=== Begin Enclosure ===

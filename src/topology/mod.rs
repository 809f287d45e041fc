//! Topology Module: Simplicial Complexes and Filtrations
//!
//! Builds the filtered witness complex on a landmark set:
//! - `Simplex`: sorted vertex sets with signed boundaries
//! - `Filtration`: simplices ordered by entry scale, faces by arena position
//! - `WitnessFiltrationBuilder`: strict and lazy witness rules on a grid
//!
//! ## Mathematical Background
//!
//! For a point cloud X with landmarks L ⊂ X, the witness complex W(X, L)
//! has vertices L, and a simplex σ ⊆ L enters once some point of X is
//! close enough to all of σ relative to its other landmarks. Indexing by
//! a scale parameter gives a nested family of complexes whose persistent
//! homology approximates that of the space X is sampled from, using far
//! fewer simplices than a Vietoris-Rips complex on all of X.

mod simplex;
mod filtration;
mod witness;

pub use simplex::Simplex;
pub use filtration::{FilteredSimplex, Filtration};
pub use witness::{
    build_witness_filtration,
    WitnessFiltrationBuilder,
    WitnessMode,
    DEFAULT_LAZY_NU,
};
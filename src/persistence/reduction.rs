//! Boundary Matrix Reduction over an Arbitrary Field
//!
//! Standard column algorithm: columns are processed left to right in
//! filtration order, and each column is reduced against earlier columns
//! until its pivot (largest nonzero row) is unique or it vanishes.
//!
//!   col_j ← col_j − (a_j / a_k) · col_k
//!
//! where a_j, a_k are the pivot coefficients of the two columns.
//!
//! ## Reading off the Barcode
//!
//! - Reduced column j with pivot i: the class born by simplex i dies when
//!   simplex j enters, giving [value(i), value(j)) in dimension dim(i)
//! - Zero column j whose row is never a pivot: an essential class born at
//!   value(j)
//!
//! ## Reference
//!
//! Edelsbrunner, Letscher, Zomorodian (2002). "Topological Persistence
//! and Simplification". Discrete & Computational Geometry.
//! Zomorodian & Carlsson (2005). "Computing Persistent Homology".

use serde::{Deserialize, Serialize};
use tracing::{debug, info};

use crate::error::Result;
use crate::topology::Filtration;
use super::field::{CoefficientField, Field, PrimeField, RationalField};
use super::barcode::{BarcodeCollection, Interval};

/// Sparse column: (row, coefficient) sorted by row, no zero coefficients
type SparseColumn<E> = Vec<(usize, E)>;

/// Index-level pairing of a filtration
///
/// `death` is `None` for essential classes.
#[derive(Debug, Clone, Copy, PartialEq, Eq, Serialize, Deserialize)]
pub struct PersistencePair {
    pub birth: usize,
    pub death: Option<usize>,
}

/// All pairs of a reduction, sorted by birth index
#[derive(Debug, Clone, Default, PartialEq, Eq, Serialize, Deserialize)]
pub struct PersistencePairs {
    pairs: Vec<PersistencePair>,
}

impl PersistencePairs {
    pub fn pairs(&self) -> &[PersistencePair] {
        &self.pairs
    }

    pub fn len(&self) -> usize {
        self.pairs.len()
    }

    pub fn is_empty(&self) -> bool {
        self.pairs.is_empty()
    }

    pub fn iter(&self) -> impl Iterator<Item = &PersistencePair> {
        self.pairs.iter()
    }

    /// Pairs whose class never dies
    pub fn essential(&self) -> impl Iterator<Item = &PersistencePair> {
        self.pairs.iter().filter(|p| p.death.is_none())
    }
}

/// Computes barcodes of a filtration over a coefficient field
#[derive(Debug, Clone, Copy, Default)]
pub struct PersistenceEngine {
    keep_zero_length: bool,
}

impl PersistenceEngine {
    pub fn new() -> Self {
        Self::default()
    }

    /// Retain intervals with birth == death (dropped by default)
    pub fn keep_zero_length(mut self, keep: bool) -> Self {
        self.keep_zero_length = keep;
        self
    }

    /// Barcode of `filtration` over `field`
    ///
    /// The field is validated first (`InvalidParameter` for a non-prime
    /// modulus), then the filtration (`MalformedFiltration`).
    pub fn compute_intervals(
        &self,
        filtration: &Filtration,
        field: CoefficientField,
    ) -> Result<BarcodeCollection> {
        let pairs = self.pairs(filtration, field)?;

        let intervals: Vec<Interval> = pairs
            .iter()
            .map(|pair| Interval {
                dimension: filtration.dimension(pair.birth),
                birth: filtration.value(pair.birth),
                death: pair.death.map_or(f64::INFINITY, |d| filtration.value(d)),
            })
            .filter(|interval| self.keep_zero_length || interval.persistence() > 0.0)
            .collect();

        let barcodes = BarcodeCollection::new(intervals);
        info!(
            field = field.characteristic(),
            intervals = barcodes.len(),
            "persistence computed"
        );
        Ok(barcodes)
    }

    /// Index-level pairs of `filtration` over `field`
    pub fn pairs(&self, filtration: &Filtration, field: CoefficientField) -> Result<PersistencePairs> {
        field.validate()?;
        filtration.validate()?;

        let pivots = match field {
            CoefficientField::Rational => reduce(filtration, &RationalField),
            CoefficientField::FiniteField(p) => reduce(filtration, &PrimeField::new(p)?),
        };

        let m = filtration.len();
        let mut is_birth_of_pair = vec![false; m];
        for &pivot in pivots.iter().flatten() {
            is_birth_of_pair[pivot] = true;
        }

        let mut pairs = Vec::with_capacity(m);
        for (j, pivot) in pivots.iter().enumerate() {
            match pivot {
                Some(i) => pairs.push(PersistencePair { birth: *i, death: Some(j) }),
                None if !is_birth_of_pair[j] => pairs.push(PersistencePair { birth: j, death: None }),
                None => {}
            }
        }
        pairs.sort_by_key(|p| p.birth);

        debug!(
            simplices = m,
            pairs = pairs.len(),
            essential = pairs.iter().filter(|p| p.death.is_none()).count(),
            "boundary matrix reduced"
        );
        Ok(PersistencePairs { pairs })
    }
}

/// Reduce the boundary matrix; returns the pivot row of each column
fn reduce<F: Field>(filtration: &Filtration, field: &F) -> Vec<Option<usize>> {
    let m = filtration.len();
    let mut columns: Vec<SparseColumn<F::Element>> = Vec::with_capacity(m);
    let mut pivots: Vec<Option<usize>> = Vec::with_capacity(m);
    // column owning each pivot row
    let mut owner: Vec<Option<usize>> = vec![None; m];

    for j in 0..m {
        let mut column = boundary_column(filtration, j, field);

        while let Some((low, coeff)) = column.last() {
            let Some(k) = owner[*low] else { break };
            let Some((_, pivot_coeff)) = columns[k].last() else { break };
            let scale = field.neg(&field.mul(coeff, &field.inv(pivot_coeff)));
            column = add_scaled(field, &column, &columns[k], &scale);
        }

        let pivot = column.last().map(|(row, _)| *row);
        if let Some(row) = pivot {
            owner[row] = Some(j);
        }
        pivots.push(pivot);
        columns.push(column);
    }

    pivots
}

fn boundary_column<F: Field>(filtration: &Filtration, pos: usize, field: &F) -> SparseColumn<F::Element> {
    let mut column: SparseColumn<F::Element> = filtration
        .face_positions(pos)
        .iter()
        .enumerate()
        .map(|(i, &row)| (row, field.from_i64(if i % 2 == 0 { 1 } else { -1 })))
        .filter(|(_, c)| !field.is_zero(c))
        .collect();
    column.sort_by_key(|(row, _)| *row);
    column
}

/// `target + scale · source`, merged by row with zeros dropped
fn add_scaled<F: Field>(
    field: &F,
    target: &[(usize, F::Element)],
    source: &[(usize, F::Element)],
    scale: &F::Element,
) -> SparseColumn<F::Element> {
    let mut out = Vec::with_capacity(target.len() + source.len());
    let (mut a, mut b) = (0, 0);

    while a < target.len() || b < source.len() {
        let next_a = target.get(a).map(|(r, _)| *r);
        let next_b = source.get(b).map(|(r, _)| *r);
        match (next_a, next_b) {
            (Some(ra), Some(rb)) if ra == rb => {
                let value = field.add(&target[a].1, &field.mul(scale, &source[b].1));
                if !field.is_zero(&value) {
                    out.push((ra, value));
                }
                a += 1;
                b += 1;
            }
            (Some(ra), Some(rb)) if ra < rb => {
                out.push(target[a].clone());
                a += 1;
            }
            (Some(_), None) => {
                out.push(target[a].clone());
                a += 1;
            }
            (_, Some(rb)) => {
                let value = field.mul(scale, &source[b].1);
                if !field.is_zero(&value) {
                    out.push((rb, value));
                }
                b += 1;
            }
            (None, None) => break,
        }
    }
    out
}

=== End Enclosure ===
=== Begin Enclosure ===

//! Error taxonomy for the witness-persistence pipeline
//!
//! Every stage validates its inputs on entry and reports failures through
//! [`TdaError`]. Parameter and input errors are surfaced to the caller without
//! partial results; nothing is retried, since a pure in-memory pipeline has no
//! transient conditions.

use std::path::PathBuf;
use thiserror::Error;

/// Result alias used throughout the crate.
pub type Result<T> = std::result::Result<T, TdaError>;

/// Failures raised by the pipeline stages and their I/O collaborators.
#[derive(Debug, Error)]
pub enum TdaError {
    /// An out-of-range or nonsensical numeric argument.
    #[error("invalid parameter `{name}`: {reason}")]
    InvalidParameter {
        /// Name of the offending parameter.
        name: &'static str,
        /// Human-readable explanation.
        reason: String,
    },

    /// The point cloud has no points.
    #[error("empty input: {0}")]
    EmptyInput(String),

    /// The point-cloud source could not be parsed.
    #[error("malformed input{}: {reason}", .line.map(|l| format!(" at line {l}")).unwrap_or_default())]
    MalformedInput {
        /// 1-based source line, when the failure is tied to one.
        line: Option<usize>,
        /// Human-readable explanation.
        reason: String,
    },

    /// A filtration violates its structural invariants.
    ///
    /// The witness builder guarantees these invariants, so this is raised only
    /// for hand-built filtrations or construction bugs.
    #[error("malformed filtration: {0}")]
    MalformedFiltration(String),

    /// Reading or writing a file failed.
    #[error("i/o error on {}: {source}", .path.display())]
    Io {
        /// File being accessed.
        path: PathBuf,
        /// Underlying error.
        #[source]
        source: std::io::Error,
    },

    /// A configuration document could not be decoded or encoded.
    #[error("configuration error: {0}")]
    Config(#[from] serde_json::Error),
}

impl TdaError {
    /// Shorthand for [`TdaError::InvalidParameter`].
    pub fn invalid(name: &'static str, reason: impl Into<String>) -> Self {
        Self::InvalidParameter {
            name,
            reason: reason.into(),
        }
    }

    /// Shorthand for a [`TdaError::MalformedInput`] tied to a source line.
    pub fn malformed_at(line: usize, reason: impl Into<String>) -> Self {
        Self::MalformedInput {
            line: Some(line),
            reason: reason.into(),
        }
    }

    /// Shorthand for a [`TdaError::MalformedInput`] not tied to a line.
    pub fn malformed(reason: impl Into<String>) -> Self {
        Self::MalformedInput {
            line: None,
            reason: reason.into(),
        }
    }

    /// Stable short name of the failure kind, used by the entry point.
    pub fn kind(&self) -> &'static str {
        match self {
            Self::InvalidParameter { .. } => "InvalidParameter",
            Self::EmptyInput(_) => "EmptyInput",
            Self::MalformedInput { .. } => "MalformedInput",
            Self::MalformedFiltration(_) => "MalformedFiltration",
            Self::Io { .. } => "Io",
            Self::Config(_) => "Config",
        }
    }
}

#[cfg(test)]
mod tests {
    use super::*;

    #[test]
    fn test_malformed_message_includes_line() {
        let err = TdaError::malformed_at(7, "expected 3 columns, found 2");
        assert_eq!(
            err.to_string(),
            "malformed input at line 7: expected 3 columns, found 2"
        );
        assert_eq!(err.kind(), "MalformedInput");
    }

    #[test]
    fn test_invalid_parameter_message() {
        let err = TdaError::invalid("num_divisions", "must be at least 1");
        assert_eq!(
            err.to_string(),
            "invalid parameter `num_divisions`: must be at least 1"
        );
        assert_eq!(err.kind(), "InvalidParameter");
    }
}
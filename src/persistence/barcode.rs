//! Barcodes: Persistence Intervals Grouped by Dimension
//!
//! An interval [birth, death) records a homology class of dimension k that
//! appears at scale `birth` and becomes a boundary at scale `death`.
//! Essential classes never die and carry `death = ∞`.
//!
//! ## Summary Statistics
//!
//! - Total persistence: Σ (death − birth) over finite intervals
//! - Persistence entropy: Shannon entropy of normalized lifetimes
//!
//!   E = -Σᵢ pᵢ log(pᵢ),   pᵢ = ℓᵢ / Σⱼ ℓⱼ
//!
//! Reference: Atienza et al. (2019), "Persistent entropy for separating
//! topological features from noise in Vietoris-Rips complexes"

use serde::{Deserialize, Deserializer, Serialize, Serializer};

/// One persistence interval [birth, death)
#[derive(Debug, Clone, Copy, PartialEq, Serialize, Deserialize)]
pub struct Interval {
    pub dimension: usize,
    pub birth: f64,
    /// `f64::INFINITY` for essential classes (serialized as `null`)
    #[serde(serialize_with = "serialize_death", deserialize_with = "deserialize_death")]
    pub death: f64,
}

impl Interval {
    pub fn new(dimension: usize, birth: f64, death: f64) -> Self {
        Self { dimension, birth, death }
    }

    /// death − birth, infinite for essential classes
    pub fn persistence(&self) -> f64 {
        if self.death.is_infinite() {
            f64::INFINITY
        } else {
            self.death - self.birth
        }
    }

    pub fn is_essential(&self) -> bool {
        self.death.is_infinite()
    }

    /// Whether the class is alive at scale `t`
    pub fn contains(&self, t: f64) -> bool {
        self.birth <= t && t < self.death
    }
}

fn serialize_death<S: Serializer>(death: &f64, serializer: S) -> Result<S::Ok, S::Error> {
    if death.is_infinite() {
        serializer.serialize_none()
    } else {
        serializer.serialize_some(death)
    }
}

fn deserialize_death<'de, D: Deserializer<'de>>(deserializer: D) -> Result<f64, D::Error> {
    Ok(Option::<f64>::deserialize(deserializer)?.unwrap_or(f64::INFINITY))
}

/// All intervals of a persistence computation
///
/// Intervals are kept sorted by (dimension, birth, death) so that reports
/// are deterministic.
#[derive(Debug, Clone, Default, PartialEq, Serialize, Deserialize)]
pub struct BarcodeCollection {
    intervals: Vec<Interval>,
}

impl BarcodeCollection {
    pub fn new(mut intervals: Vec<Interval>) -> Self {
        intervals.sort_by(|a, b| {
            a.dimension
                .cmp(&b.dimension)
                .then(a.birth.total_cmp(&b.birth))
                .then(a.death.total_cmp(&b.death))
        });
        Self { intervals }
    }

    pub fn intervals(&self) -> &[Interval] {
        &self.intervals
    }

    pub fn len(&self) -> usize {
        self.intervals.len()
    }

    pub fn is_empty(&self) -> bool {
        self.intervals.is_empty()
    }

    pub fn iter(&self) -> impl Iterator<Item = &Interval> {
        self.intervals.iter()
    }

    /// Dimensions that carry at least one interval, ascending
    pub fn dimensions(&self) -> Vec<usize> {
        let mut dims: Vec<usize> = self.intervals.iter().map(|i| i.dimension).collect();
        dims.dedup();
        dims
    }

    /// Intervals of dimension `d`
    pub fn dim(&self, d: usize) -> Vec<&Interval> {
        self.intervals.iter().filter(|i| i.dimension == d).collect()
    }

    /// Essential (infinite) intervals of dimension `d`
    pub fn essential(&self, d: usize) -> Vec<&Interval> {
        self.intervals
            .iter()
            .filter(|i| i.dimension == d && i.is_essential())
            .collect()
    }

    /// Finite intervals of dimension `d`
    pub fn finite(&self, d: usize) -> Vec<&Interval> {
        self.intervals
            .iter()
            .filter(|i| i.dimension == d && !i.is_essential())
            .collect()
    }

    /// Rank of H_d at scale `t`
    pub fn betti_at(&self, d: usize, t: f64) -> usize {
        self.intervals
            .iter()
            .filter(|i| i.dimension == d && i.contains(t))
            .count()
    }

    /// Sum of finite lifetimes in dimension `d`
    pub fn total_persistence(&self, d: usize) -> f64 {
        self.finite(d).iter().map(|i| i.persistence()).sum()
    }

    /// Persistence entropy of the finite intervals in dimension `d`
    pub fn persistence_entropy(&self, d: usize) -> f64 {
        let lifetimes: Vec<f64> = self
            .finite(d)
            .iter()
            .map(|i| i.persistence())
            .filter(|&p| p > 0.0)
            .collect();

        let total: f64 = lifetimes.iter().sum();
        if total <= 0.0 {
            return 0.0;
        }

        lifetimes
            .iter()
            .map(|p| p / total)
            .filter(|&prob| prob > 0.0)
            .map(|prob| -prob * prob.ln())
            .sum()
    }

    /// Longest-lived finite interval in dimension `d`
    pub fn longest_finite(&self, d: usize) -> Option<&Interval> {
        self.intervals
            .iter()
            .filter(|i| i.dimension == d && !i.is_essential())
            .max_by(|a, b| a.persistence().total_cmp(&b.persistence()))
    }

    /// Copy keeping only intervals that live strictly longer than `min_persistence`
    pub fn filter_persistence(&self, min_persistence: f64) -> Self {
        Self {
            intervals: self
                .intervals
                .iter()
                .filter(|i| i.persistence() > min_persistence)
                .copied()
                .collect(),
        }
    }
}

=== End Enclosure ===
=== Begin Enclosure ===

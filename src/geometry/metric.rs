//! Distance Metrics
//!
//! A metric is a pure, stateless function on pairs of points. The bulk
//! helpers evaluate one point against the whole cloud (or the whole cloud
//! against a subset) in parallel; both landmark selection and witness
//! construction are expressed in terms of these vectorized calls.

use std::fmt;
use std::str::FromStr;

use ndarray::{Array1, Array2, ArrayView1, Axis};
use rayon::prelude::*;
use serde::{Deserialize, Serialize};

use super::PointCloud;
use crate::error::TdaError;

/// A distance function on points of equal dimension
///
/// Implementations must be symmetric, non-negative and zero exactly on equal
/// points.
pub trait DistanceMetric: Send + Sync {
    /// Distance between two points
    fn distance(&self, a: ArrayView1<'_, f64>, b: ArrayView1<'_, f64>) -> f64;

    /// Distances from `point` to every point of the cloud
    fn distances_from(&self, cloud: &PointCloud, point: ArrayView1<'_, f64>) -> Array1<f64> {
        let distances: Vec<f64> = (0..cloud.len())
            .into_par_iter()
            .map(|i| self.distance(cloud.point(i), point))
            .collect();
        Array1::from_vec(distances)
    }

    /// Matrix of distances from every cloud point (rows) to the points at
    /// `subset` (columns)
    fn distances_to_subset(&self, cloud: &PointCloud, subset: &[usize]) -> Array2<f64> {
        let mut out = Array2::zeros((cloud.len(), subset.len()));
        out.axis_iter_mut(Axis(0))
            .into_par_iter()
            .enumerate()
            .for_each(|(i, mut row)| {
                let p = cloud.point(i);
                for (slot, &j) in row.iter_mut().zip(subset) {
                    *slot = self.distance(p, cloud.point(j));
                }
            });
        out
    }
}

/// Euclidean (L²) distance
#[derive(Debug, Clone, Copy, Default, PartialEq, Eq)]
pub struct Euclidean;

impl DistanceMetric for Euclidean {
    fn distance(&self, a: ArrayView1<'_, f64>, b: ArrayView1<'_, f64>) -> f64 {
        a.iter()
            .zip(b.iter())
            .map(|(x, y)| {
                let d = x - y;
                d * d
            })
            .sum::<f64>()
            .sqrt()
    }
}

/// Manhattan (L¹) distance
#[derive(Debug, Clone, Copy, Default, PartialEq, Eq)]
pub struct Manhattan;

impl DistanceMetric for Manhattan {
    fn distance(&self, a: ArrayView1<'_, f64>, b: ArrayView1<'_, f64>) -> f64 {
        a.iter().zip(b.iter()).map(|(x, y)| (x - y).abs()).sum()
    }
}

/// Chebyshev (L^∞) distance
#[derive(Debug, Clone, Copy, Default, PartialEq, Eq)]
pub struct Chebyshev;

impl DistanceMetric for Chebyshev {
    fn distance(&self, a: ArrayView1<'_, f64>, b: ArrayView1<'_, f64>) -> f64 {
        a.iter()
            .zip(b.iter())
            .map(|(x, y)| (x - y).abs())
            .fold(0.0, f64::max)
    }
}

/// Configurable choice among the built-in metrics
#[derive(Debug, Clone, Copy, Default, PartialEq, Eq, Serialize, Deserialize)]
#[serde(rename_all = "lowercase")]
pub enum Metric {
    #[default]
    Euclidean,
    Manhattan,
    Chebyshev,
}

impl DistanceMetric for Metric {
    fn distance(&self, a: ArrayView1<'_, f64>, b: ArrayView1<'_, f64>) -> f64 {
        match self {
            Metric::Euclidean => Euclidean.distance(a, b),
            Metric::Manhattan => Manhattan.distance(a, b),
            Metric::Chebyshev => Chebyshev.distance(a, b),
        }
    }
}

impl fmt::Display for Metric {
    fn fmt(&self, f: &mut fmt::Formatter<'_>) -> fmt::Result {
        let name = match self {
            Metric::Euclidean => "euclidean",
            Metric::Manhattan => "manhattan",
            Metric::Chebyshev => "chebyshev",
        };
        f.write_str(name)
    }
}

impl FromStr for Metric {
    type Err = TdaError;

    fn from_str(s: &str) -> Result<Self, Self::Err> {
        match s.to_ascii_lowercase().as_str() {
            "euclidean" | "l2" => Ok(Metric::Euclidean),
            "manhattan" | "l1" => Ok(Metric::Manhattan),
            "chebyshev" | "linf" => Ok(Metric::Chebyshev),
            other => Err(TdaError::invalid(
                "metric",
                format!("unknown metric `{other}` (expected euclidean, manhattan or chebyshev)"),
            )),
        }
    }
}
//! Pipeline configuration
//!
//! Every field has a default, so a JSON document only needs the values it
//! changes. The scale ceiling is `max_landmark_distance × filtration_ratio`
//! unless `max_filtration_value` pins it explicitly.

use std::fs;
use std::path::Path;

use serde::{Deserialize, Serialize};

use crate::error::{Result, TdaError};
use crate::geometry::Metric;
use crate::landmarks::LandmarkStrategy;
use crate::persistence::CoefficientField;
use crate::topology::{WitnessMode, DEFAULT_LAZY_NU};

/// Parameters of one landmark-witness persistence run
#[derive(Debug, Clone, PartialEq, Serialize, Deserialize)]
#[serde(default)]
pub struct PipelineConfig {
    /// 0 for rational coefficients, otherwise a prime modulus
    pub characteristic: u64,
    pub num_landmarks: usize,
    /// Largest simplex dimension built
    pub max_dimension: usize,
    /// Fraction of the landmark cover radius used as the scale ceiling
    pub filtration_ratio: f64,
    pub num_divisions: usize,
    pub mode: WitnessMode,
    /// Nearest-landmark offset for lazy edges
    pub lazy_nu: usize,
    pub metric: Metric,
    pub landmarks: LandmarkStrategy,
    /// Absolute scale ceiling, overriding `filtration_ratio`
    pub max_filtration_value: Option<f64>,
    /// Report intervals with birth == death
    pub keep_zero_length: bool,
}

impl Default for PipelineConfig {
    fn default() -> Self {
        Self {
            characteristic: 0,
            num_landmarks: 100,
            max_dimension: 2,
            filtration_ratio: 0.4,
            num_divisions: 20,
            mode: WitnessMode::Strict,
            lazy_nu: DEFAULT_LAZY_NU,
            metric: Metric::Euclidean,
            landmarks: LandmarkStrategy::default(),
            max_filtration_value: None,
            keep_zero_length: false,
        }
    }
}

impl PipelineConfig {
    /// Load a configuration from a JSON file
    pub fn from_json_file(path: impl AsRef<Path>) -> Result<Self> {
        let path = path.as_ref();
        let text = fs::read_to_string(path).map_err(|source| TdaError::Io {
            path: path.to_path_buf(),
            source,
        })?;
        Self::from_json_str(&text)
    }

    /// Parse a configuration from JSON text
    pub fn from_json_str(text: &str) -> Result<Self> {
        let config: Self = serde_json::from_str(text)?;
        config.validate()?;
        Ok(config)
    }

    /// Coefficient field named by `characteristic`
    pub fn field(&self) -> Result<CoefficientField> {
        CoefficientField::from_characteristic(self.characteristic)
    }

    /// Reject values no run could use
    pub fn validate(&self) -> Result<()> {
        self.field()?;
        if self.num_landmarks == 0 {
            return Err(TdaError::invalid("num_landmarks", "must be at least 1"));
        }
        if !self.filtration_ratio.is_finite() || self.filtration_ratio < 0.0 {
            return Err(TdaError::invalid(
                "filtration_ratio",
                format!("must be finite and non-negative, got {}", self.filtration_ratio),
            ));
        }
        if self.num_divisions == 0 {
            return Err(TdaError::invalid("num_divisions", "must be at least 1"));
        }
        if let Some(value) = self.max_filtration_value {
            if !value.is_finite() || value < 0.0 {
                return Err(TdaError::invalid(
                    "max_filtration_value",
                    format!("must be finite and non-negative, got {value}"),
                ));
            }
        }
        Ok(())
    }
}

=== End Enclosure ===

• _Task details_:
Write down only how many lines of the entries above include the word "points".

• _Worked solution_:
6